**Directions**: Locate the line that contains "let lock = Arc::clone(&lock);" in the entries below. Retype it and all following lines through the final one, character for character.

**Dataset records**:

* * * *

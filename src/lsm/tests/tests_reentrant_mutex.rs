use std::sync::Arc;
use std::thread;

use crate::lsm::reentrant_mutex::ReentrantMutex;

#[test]
fn same_thread_can_reacquire_without_deadlock() {
    let lock = ReentrantMutex::new(0);
    let outer = lock.lock();
    {
        let inner = lock.lock();
        assert_eq!(*inner, 0);
    }
    assert_eq!(*outer, 0);
}

#[test]
fn mutation_through_nested_guards_is_visible_after_release() {
    let lock = ReentrantMutex::new(vec![1]);
    {
        let mut outer = lock.lock();
        outer.push(2);
        {
            let mut inner = lock.lock();
            inner.push(3);
        }
        outer.push(4);
    }
    let guard = lock.lock();
    assert_eq!(*guard, vec![1, 2, 3, 4]);
}

#[test]
fn other_threads_block_until_the_full_recursion_releases() {
    let lock = Arc::new(ReentrantMutex::new(0));
    let outer = lock.lock();
    let inner = lock.lock(); // reentrant, same thread

    let other = {
        let lock = Arc::clone(&lock);
        thread::spawn(move || {
            let guard = lock.lock();
            *guard
        })
    };

    // The other thread cannot have made progress while both guards are
    // live; dropping one still leaves the lock held (depth 1).
    drop(inner);
    thread::sleep(std::time::Duration::from_millis(20));
    assert!(!other.is_finished());

    drop(outer);
    assert_eq!(other.join().unwrap(), 0);
}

* * * *

**Exercise solution**:
        let lock = Arc::clone(&lock);
        thread::spawn(move || {
            let guard = lock.lock();
            *guard
        })
    };

    // The other thread cannot have made progress while both guards are
    // live; dropping one still leaves the lock held (depth 1).
    drop(inner);
    thread::sleep(std::time::Duration::from_millis(20));
    assert!(!other.is_finished());

    drop(outer);
    assert_eq!(other.join().unwrap(), 0);
}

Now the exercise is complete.